Rico Carty Has Passed Away at 85
Braves Grieves As They Mourn Legendary Fielder. Rico Carty, who played in the major leagues from 1963 to 1979, missed the entire 1968 season due to tuberculosis and sat out in 1971 because of a knee injury. Over his career, he played for several teams, including the Milwaukee and Atlanta Braves (1963-72), Texas Rangers (1973), Chicago Cubs (1973), Oakland Athletics (1973, 1978), Cleveland Indians (1974-77), and Toronto Blue Jays (1978, 1979). Though he played for multiple teams, Carty was best known for his time with the Braves, where he was inducted into their Hall of Fame last year. Renowned for his flamboyant style of play, Carty was also famous for making one-handed catches in left field before it became a popular trend.

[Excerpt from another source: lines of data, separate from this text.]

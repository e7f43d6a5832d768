//! Session controller: applies user intents to the tree and keeps the
//! surrounding UI state (expansion, selection, preview, search) consistent.

use std::collections::{BTreeSet, HashSet};
use std::sync::Arc;

use thiserror::Error;

use crate::app::persistence::{PersistenceError, TreeRepository};
use crate::app::preview::{PreviewError, PreviewHandle, PreviewProvider, PreviewState};
use crate::app::prompt::{DELETE_CONFIRMATION, Prompter};
use crate::app::upload::{PendingUpload, UploadRequest};
use crate::domain::content::{ContentError, DecodedContent};
use crate::domain::errors::TreeError;
use crate::domain::ids::IdGenerator;
use crate::domain::model::{FileNode, FolderNode, Node, NodeId, Tree};
use crate::infra::storage::KeyValueStore;

/// Answer offered when prompting for a new folder name.
pub const DEFAULT_NEW_FOLDER_NAME: &str = "New folder";

/// Errors returned by session operations. None of them leave a partial
/// mutation behind.
#[derive(Debug, Error)]
pub enum SessionError {
    #[error("Only PDF files are supported.")]
    UnsupportedMediaType(String),
    #[error("name must not be empty")]
    EmptyName,
    #[error("node `{0}` is not a file")]
    NotAFile(NodeId),
    #[error(transparent)]
    Tree(#[from] TreeError),
    #[error("cannot decode file content: {0}")]
    Content(#[from] ContentError),
    #[error(transparent)]
    Preview(#[from] PreviewError),
}

impl SessionError {
    /// Whether the error is a rejected user input rather than a failed lookup.
    pub fn is_validation(&self) -> bool {
        matches!(
            self,
            SessionError::UnsupportedMediaType(_) | SessionError::EmptyName
        )
    }
}

/// One user's view of the document room.
pub struct Session<S, P> {
    tree: Arc<Tree>,
    repository: TreeRepository<S>,
    previews: P,
    ids: IdGenerator,
    expanded: BTreeSet<NodeId>,
    selected_folder: NodeId,
    selected_file: Option<NodeId>,
    preview: PreviewState,
    search_term: String,
    new_folder_name: String,
    last_persist_error: Option<PersistenceError>,
}

impl<S: KeyValueStore, P: PreviewProvider> Session<S, P> {
    /// Start a session from whatever the repository holds.
    pub fn open(repository: TreeRepository<S>, previews: P) -> Self {
        let tree = repository.load();
        let root = tree.root_id().clone();
        Self {
            tree: Arc::new(tree),
            repository,
            previews,
            ids: IdGenerator::new(),
            expanded: BTreeSet::from([root.clone()]),
            selected_folder: root,
            selected_file: None,
            preview: PreviewState::Empty,
            search_term: String::new(),
            new_folder_name: DEFAULT_NEW_FOLDER_NAME.to_owned(),
            last_persist_error: None,
        }
    }

    /// Default answer offered when prompting for a new folder name.
    pub fn with_new_folder_name(mut self, name: impl Into<String>) -> Self {
        self.new_folder_name = name.into();
        self
    }

    pub fn new_folder_name(&self) -> &str {
        &self.new_folder_name
    }

    pub fn tree(&self) -> &Tree {
        &self.tree
    }

    /// The current snapshot. Later mutations never modify it.
    pub fn snapshot(&self) -> Arc<Tree> {
        Arc::clone(&self.tree)
    }

    pub fn repository(&self) -> &TreeRepository<S> {
        &self.repository
    }

    pub fn previews(&self) -> &P {
        &self.previews
    }

    pub fn ids_issued(&self) -> u64 {
        self.ids.issued()
    }

    pub fn preview(&self) -> &PreviewState {
        &self.preview
    }

    pub fn preview_handle(&self) -> Option<&PreviewHandle> {
        self.preview.handle()
    }

    pub fn search_term(&self) -> &str {
        &self.search_term
    }

    pub fn last_persist_error(&self) -> Option<&PersistenceError> {
        self.last_persist_error.as_ref()
    }

    pub fn is_expanded(&self, id: &str) -> bool {
        self.expanded.contains(id)
    }

    pub fn selected_folder_id(&self) -> &NodeId {
        &self.selected_folder
    }

    /// The selected folder, or the root when the selection went stale.
    pub fn selected_folder(&self) -> &FolderNode {
        self.tree
            .folder(self.selected_folder.as_str())
            .unwrap_or_else(|| self.tree.root())
    }

    pub fn selected_file_id(&self) -> Option<&NodeId> {
        self.selected_file.as_ref()
    }

    /// The selected file, if it still exists.
    pub fn selected_file(&self) -> Option<&FileNode> {
        self.selected_file
            .as_ref()
            .and_then(|id| self.tree.file(id.as_str()))
    }

    pub fn search_results(&self) -> Vec<&FileNode> {
        self.tree.search(&self.search_term)
    }

    /// Check and encode an upload and attach it to `target`.
    pub fn upload(&mut self, request: UploadRequest, target: &str) -> Result<NodeId, SessionError> {
        let pending = PendingUpload::prepare(request).map_err(|rejected| {
            tracing::info!(name = %rejected.name, mime = %rejected.mime, "rejected upload");
            SessionError::UnsupportedMediaType(rejected.mime)
        })?;
        self.complete_upload(pending, target)
    }

    /// Attach a prepared upload. Works on the tree as it is now, not as it
    /// was when the upload was prepared.
    pub fn complete_upload(
        &mut self,
        pending: PendingUpload,
        target: &str,
    ) -> Result<NodeId, SessionError> {
        if self.tree.folder(target).is_none() {
            return Err(self.resolution_error(target));
        }

        let PendingUpload {
            name,
            mime,
            bytes,
            content,
        } = pending;
        let id = self.ids.generate("file");
        let file = FileNode {
            id: id.clone(),
            name,
            mime: mime.clone(),
            size: bytes.len() as u64,
            content: Some(content),
        };
        self.commit(|tree| tree.add_child(target, Node::File(file)))?;
        tracing::debug!(file = %id, folder = target, "uploaded file");

        self.selected_file = Some(id.clone());
        let decoded = DecodedContent { mime, bytes };
        if let Err(err) = self.show_preview(&id, &decoded) {
            tracing::warn!(error = %err, file = %id, "preview unavailable after upload");
        }
        Ok(id)
    }

    /// Create a folder named `name` inside `parent`.
    pub fn create_folder(&mut self, parent: &str, name: &str) -> Result<NodeId, SessionError> {
        if name.trim().is_empty() {
            return Err(SessionError::EmptyName);
        }
        if self.tree.folder(parent).is_none() {
            return Err(self.resolution_error(parent));
        }

        let id = self.ids.generate("folder");
        let folder = FolderNode::new(id.clone(), name);
        self.commit(|tree| tree.add_child(parent, Node::Folder(folder)))?;
        self.expanded.insert(NodeId::from(parent));
        tracing::debug!(folder = %id, parent, "created folder");
        Ok(id)
    }

    /// Ask for a folder name, then create it. `Ok(None)` when cancelled.
    pub fn request_create_folder(
        &mut self,
        parent: &str,
        prompter: &mut dyn Prompter,
    ) -> Result<Option<NodeId>, SessionError> {
        let initial = self.new_folder_name.clone();
        match prompter.input("Folder name", &initial) {
            Some(name) if !name.is_empty() => self.create_folder(parent, &name).map(Some),
            _ => Ok(None),
        }
    }

    /// Delete `id` and everything below it. The caller has already confirmed.
    pub fn delete(&mut self, id: &str) -> Result<(), SessionError> {
        let removed: HashSet<NodeId> = self.tree.subtree_ids(id).into_iter().collect();
        self.commit(|tree| tree.delete(id).map(|_| ()))?;
        tracing::debug!(node = id, removed = removed.len(), "deleted subtree");

        if self
            .preview
            .file_id()
            .is_some_and(|file| removed.contains(file))
        {
            self.clear_preview();
        }
        if self
            .selected_file
            .as_ref()
            .is_some_and(|file| removed.contains(file))
        {
            self.selected_file = None;
        }
        if removed.contains(&self.selected_folder) {
            self.selected_folder = self.tree.root_id().clone();
        }
        self.expanded.retain(|folder| !removed.contains(folder));
        Ok(())
    }

    /// Confirm, then delete. `Ok(false)` when the user declined.
    pub fn request_delete(
        &mut self,
        id: &str,
        prompter: &mut dyn Prompter,
    ) -> Result<bool, SessionError> {
        if !prompter.confirm(DELETE_CONFIRMATION) {
            return Ok(false);
        }
        self.delete(id)?;
        Ok(true)
    }

    /// Rename `id`. Blank names are rejected.
    pub fn rename(&mut self, id: &str, name: &str) -> Result<(), SessionError> {
        if name.trim().is_empty() {
            return Err(SessionError::EmptyName);
        }
        self.commit(|tree| tree.rename(id, name))?;
        tracing::debug!(node = id, "renamed");
        Ok(())
    }

    /// Ask for a new name (defaulting to the current one), then rename.
    pub fn request_rename(
        &mut self,
        id: &str,
        prompter: &mut dyn Prompter,
    ) -> Result<bool, SessionError> {
        let current = match self.tree.find(id) {
            Some(found) => found.node.name().to_owned(),
            None => return Err(TreeError::NotFound(id.into()).into()),
        };
        match prompter.input("New name", &current) {
            Some(name) if !name.is_empty() => {
                self.rename(id, &name)?;
                Ok(true)
            }
            _ => Ok(false),
        }
    }

    /// Select a file and preview its stored content.
    pub fn select_file(&mut self, id: &str) -> Result<(), SessionError> {
        let file = match self.tree.find(id) {
            None => return Err(TreeError::NotFound(id.into()).into()),
            Some(found) => found
                .node
                .as_file()
                .cloned()
                .ok_or_else(|| SessionError::NotAFile(id.into()))?,
        };

        self.selected_file = Some(file.id.clone());
        let Some(content) = &file.content else {
            self.release_preview();
            return Ok(());
        };

        let decoded = match content.decode() {
            Ok(decoded) => decoded,
            Err(err) => {
                self.release_preview();
                return Err(err.into());
            }
        };
        self.show_preview(&file.id, &decoded)
    }

    /// Drop the preview and the file selection.
    pub fn clear_preview(&mut self) {
        self.release_preview();
        self.selected_file = None;
    }

    /// Flip the expansion of a folder; returns whether it is now expanded.
    pub fn toggle_folder(&mut self, id: &str) -> bool {
        if self.expanded.remove(id) {
            false
        } else {
            self.expanded.insert(NodeId::from(id));
            true
        }
    }

    pub fn select_folder(&mut self, id: &str) {
        self.selected_folder = NodeId::from(id);
    }

    pub fn set_search_term(&mut self, term: impl Into<String>) {
        self.search_term = term.into();
    }

    fn show_preview(&mut self, file_id: &NodeId, content: &DecodedContent) -> Result<(), SessionError> {
        self.release_preview();
        let handle = self.previews.create(file_id, content)?;
        self.preview = PreviewState::Active {
            handle,
            file_id: file_id.clone(),
        };
        Ok(())
    }

    fn release_preview(&mut self) {
        if let PreviewState::Active { handle, .. } = std::mem::take(&mut self.preview) {
            self.previews.release(&handle);
        }
    }

    fn resolution_error(&self, id: &str) -> SessionError {
        if self.tree.contains(id) {
            TreeError::NotAFolder(id.into()).into()
        } else {
            TreeError::NotFound(id.into()).into()
        }
    }

    /// Apply `change` to a copy of the tree; publish and persist the copy only
    /// when the change succeeded.
    fn commit<T>(
        &mut self,
        change: impl FnOnce(&mut Tree) -> Result<T, TreeError>,
    ) -> Result<T, SessionError> {
        let mut draft = Tree::clone(&self.tree);
        let outcome = change(&mut draft)?;
        self.tree = Arc::new(draft);
        self.persist();
        Ok(outcome)
    }

    fn persist(&mut self) {
        match self.repository.save(&self.tree) {
            Ok(()) => self.last_persist_error = None,
            Err(err) => {
                tracing::warn!(error = %err, "failed to persist tree; keeping in-memory copy");
                self.last_persist_error = Some(err);
            }
        }
    }
}
//! Tree store primitives: lookup, insertion, removal, renaming and search.
//!
//! Mutating operations work on the [`Tree`] they are called on and never keep
//! a reference to it, so callers can apply them to a private copy and publish
//! the copy only when the operation succeeded.

use std::collections::HashSet;

use crate::domain::errors::TreeError;
use crate::domain::model::{FileNode, FolderNode, Node, NodeId, NodeRef, ROOT_ID, Tree};

/// Deepest folder nesting below the root. Children of the root sit at depth 1.
///
/// Files may live inside a folder at this depth.
pub const MAX_DEPTH: usize = 128;

/// Result of a successful [`Tree::find`].
#[derive(Debug, Clone, Copy, PartialEq, Eq)]
pub struct Found<'a> {
    pub node: NodeRef<'a>,
    /// Direct parent; `None` only for the root.
    pub parent: Option<&'a FolderNode>,
}

impl Tree {
    /// Locate a node and its direct parent.
    pub fn find(&self, id: &str) -> Option<Found<'_>> {
        if self.root.id == id {
            return Some(Found {
                node: NodeRef::Folder(&self.root),
                parent: None,
            });
        }
        find_in(&self.root, id)
    }

    /// Whether any node in the tree carries `id`.
    pub fn contains(&self, id: &str) -> bool {
        self.find(id).is_some()
    }

    /// Resolve `id` to a folder.
    pub fn folder(&self, id: &str) -> Option<&FolderNode> {
        self.find(id).and_then(|found| found.node.as_folder())
    }

    /// Resolve `id` to a file.
    pub fn file(&self, id: &str) -> Option<&FileNode> {
        self.find(id).and_then(|found| found.node.as_file())
    }

    /// Append `node` to the children of the folder `target`.
    pub fn add_child(&mut self, target: &str, node: Node) -> Result<(), TreeError> {
        match self.find(target) {
            None => return Err(TreeError::NotFound(target.into())),
            Some(found) if found.node.as_folder().is_none() => {
                return Err(TreeError::NotAFolder(target.into()));
            }
            Some(_) => {}
        }

        if let Some(duplicate) = self.duplicate_of(&node) {
            return Err(TreeError::DuplicateId(duplicate));
        }

        let target_depth = self.depth_of(target).unwrap_or(0);
        if let Some(below) = deepest_folder(NodeRef::from(&node))
            && target_depth + 1 + below > MAX_DEPTH
        {
            return Err(TreeError::TooDeep {
                id: node.id().clone(),
                max: MAX_DEPTH,
            });
        }

        let folder = folder_mut(&mut self.root, target)
            .ok_or_else(|| TreeError::NotFound(target.into()))?;
        folder.children.push(node);
        Ok(())
    }

    /// Detach the node `id` together with its subtree and hand it back.
    pub fn delete(&mut self, id: &str) -> Result<Node, TreeError> {
        if self.root.id == id {
            return Err(TreeError::RootImmutable);
        }
        remove_from(&mut self.root, id).ok_or_else(|| TreeError::NotFound(id.into()))
    }

    /// Replace the name of node `id`. Any string is accepted.
    pub fn rename(&mut self, id: &str, name: impl Into<String>) -> Result<(), TreeError> {
        if self.root.id == id {
            return Err(TreeError::RootImmutable);
        }
        let node = node_mut(&mut self.root, id).ok_or_else(|| TreeError::NotFound(id.into()))?;
        node.set_name(name.into());
        Ok(())
    }

    /// Files whose name contains `term`, ignoring case, in document order.
    ///
    /// A blank term matches nothing.
    pub fn search(&self, term: &str) -> Vec<&FileNode> {
        if term.trim().is_empty() {
            return Vec::new();
        }
        let needle = term.to_lowercase();
        self.files()
            .filter(|file| file.name.to_lowercase().contains(&needle))
            .collect()
    }

    /// Every file in document order.
    pub fn files(&self) -> impl Iterator<Item = &FileNode> {
        self.walk().filter_map(|node| node.as_file())
    }

    /// Every node except the root, in document order.
    pub fn walk(&self) -> Walk<'_> {
        Walk {
            stack: self.root.children.iter().rev().collect(),
        }
    }

    /// Number of nodes including the root.
    pub fn len(&self) -> usize {
        1 + self.walk().count()
    }

    /// Always false: a tree holds at least its root.
    pub fn is_empty(&self) -> bool {
        false
    }

    /// Ids of `id` and all of its descendants; empty when `id` is unknown.
    pub fn subtree_ids(&self, id: &str) -> Vec<NodeId> {
        let mut ids = Vec::new();
        if let Some(found) = self.find(id) {
            collect_ids(found.node, &mut ids);
        }
        ids.into_iter().cloned().collect()
    }

    /// Check every structural invariant of the tree.
    pub fn validate(&self) -> Result<(), TreeError> {
        if self.root.id != ROOT_ID {
            return Err(TreeError::UnexpectedRoot {
                expected: NodeId::root(),
                found: self.root.id.clone(),
            });
        }

        let mut seen: HashSet<&NodeId> = HashSet::new();
        seen.insert(&self.root.id);
        for (node, depth) in self.walk_with_depth() {
            if !seen.insert(node.id()) {
                return Err(TreeError::DuplicateId(node.id().clone()));
            }
            if matches!(node, Node::Folder(_)) && depth > MAX_DEPTH {
                return Err(TreeError::TooDeep {
                    id: node.id().clone(),
                    max: MAX_DEPTH,
                });
            }
            if let Node::File(file) = node {
                check_content(file)?;
            }
        }
        Ok(())
    }

    /// First id in `node`'s subtree that is already taken, either in the
    /// tree or earlier in the subtree itself.
    fn duplicate_of(&self, node: &Node) -> Option<NodeId> {
        let existing = self.ids();
        let mut incoming = Vec::new();
        collect_ids(NodeRef::from(node), &mut incoming);
        let mut seen = HashSet::new();
        incoming
            .into_iter()
            .find(|id| existing.contains(*id) || !seen.insert(*id))
            .cloned()
    }

    /// Nesting depth of node `id`; the root is at 0.
    fn depth_of(&self, id: &str) -> Option<usize> {
        if self.root.id == id {
            return Some(0);
        }
        self.walk_with_depth()
            .find(|(node, _)| node.id() == id)
            .map(|(_, depth)| depth)
    }

    fn walk_with_depth(&self) -> impl Iterator<Item = (&Node, usize)> {
        let mut stack: Vec<(&Node, usize)> =
            self.root.children.iter().rev().map(|child| (child, 1)).collect();
        std::iter::from_fn(move || {
            let (node, depth) = stack.pop()?;
            if let Node::Folder(folder) = node {
                stack.extend(folder.children.iter().rev().map(|child| (child, depth + 1)));
            }
            Some((node, depth))
        })
    }

    fn ids(&self) -> HashSet<&NodeId> {
        let mut ids: HashSet<&NodeId> = self.walk().map(Node::id).collect();
        ids.insert(&self.root.id);
        ids
    }
}

/// Depth-first, pre-order iterator over the nodes below the root.
pub struct Walk<'a> {
    stack: Vec<&'a Node>,
}

impl<'a> Iterator for Walk<'a> {
    type Item = &'a Node;

    fn next(&mut self) -> Option<Self::Item> {
        let node = self.stack.pop()?;
        if let Node::Folder(folder) = node {
            self.stack.extend(folder.children.iter().rev());
        }
        Some(node)
    }
}

fn check_content(file: &FileNode) -> Result<(), TreeError> {
    let Some(content) = &file.content else {
        return Ok(());
    };
    let decoded = content.decode().map_err(|err| TreeError::BadContent {
        id: file.id.clone(),
        reason: err.to_string(),
    })?;
    let actual = decoded.len() as u64;
    if actual != file.size {
        return Err(TreeError::SizeMismatch {
            id: file.id.clone(),
            declared: file.size,
            actual,
        });
    }
    Ok(())
}

/// Depth of the deepest folder in `node`'s subtree, relative to `node`;
/// `None` when the subtree holds no folder.
fn deepest_folder(node: NodeRef<'_>) -> Option<usize> {
    let mut stack = vec![(node, 0usize)];
    let mut deepest = None;
    while let Some((node, depth)) = stack.pop() {
        if let NodeRef::Folder(folder) = node {
            deepest = deepest.max(Some(depth));
            stack.extend(
                folder
                    .children
                    .iter()
                    .map(|child| (NodeRef::from(child), depth + 1)),
            );
        }
    }
    deepest
}

fn find_in<'a>(folder: &'a FolderNode, id: &str) -> Option<Found<'a>> {
    for child in &folder.children {
        if child.id() == id {
            return Some(Found {
                node: NodeRef::from(child),
                parent: Some(folder),
            });
        }
        if let Node::Folder(sub) = child
            && let Some(found) = find_in(sub, id)
        {
            return Some(found);
        }
    }
    None
}

fn collect_ids<'a>(node: NodeRef<'a>, out: &mut Vec<&'a NodeId>) {
    out.push(node.id());
    if let NodeRef::Folder(folder) = node {
        for child in &folder.children {
            collect_ids(NodeRef::from(child), out);
        }
    }
}

fn folder_mut<'a>(folder: &'a mut FolderNode, id: &str) -> Option<&'a mut FolderNode> {
    if folder.id == id {
        return Some(folder);
    }
    for child in folder.children.iter_mut() {
        if let Node::Folder(sub) = child
            && let Some(found) = folder_mut(sub, id)
        {
            return Some(found);
        }
    }
    None
}

fn node_mut<'a>(folder: &'a mut FolderNode, id: &str) -> Option<&'a mut Node> {
    for child in folder.children.iter_mut() {
        if child.id() == id {
            return Some(child);
        }
        if let Node::Folder(sub) = child
            && let Some(found) = node_mut(sub, id)
        {
            return Some(found);
        }
    }
    None
}

fn remove_from(folder: &mut FolderNode, id: &str) -> Option<Node> {
    if let Some(index) = folder.children.iter().position(|child| child.id() == id) {
        return Some(folder.children.remove(index));
    }
    for child in folder.children.iter_mut() {
        if let Node::Folder(sub) = child
            && let Some(removed) = remove_from(sub, id)
        {
            return Some(removed);
        }
    }
    None
}
// Query spec builder - picks the provider's template for a logical request
use crate::application::provider_registry::ProviderRegistry;
use crate::domain::provider::{EntityType, GroupBy, ProviderId};
use crate::domain::query::{AggregationMode, MAX_QUERY_LIMIT, QuerySpec, TemplateKey};
use crate::error::Result;
use std::sync::Arc;

#[derive(Debug, Clone, Copy)]
pub struct QueryDefaults {
    pub limit: u32,
    pub since_minutes: u32,
}

impl Default for QueryDefaults {
    fn default() -> Self {
        Self {
            limit: 200,
            since_minutes: 60,
        }
    }
}

#[derive(Clone)]
pub struct QuerySpecBuilder {
    registry: Arc<ProviderRegistry>,
    defaults: QueryDefaults,
}

impl QuerySpecBuilder {
    pub fn new(registry: Arc<ProviderRegistry>, defaults: QueryDefaults) -> Self {
        Self { registry, defaults }
    }

    /// Builds a fresh query spec for one provider.
    ///
    /// Fails with `TemplateNotFound` when the provider has no template for the
    /// combination; that is a configuration gap, not a transient failure.
    pub fn build(
        &self,
        provider: ProviderId,
        entity_type: EntityType,
        mode: AggregationMode,
        group_by: Option<GroupBy>,
        account_scope: Option<&[u64]>,
    ) -> Result<QuerySpec> {
        let key = TemplateKey::new(entity_type, mode, group_by);
        let template = self.registry.template(provider, key)?;
        let family = self.registry.family(provider)?;

        tracing::debug!(
            "Building {} {} query for {} from {:?} templates (group by {:?})",
            mode,
            entity_type,
            provider,
            family,
            group_by
        );

        let mut spec = template
            .clone()
            .limit(self.defaults.limit.min(MAX_QUERY_LIMIT))
            .since_minutes(self.defaults.since_minutes);

        if let Some(accounts) = account_scope.filter(|a| !a.is_empty()) {
            spec = spec.filter_innermost(account_clause(accounts));
        }

        Ok(spec)
    }
}

fn account_clause(accounts: &[u64]) -> String {
    let ids: Vec<String> = accounts.iter().map(u64::to_string).collect();
    format!("accountId IN ({})", ids.join(", "))
}
// Normalized entity domain model
use super::provider::{EntityType, LogicalAttribute, ProviderId};
use serde::Serialize;
use std::collections::BTreeMap;

#[derive(Debug, Clone, Copy, PartialEq, Eq, Serialize)]
pub enum HealthStatus {
    Healthy,
    Unhealthy,
    Unknown,
}

/// One Kafka entity as reported by one provider, in provider-independent terms.
#[derive(Debug, Clone, PartialEq)]
pub struct NormalizedEntity {
    pub entity_type: EntityType,
    pub provider_id: ProviderId,
    pub account_id: u64,
    pub name: String,
    /// Value of the group-by facet, when the query was grouped.
    pub group: Option<String>,
    pub metrics: BTreeMap<LogicalAttribute, f64>,
    pub health: HealthStatus,
}

impl NormalizedEntity {
    pub fn new(entity_type: EntityType, provider_id: ProviderId, account_id: u64, name: String) -> Self {
        Self {
            entity_type,
            provider_id,
            account_id,
            name,
            group: None,
            metrics: BTreeMap::new(),
            health: HealthStatus::Unknown,
        }
    }

    pub fn metric(&self, attribute: LogicalAttribute) -> Option<f64> {
        self.metrics.get(&attribute).copied()
    }

    pub fn identity(&self) -> EntityIdentity {
        EntityIdentity {
            provider_id: self.provider_id,
            entity_type: self.entity_type,
            account_id: self.account_id,
            group: self.group.clone(),
            name: self.name.clone(),
        }
    }
}

/// Two rows describe the same entity exactly when their identities are equal.
#[derive(Debug, Clone, PartialEq, Eq, Hash, Serialize)]
pub struct EntityIdentity {
    pub provider_id: ProviderId,
    pub entity_type: EntityType,
    pub account_id: u64,
    pub group: Option<String>,
    pub name: String,
}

A right-handed batter, Carty finished his career with a .299/.369/.464 slash line, 204 home runs, 890 RBIs, and a 132 OPS+. He won the National League batting title in 1970, hitting .366 and leading the league with a .454 on-base percentage. Primarily a left fielder, Carty also saw action at the other outfield spots, first base, and amazingly, 17 games at catcher in 1966, where he threw out an astonishing 50 percent of would-be base stealers. He was just an average fielder, but in 1966, he led all NL left fielders with 218 putouts.
“I Believe He’s Capturin’ Their Imagination”
“I Never Gave Up”
After missing the 1968 season, Rico Carty made a remarkable comeback in 1969, hitting .342/.401/.549 with 16 home runs and 58 RBIs. Reflecting on his return, he told Al Abrams of the Pittsburgh Post-Gazette, “My belief in God and my body helped me come through.” This was a time when players from opposing teams would sit down with writers for interviews, and Carty shared his unwavering faith in his recovery: “I never gave up. I knew in my heart I would come back. Why did I know? Because I have faith. I also know I never been sick, bad, since I was one year old.”
On September 30, Carty’s seventh-inning sacrifice fly off pitcher Wayne Granger broke a tie and proved to be the game-winning play in a 3-2 victory over the Cincinnati Reds, securing the Braves’ first-ever NL West Division title. In the subsequent NL Championship Series against the New York Mets, Carty contributed by going 3-for-10 with two doubles and three walks in his only postseason appearance.
“A Hitter Has to Be Like a Sportswriter”
In 1970, Rico Carty had a legendary season, posting a .366/.454/.584 slash line, 25 home runs, 101 RBIs, and an OPS+ of 171. He was hitting a remarkable .401 as late as June 17. Just nine days later, when his average had dropped to .377, he confessed to Ira Berkow of the Newspaper Enterprise Association that he had grown tired of being asked whether he could hit .400. Carty made an insightful analogy, saying, “A hitter has to be like a sportswriter. He cannot be bashful. In my job, be bold. I walk into every pitcher and I’m not scared of any of them, no matter if his name is Seaver, Gibson, Marichal, Maloney, Dierker.”
After missing the 1971 season and struggling with a .277 average in 1972, the Braves traded Carty to the Texas Rangers. He later bounced around the majors, finishing his career with the Oakland Athletics under Charlie O. Finley and the Toronto Blue Jays, two teams where aging hitters often went to finish their careers as designated hitters.
The Last Word
In 1995, Post-Gazette sportswriter Paul Meyer overheard a conversation between former Pittsburgh Pirates pitcher Steve Blass, who was then a broadcaster, and Carty’s former teammate Felipe Alou, the manager of the Montreal Expos. Blass shared his admiration for Carty, saying, “You know, Rico Carty was the best two-strike hitter I ever pitched against. He would shorten up his stroke on two strikes, and he was so strong he could almost play ‘pepper’ in games and do pretty much what he wanted to do with two strikes.”
Alou nodded in agreement, adding, “To this day, I think he was the best two-strike hitter I’ve ever seen in baseball.”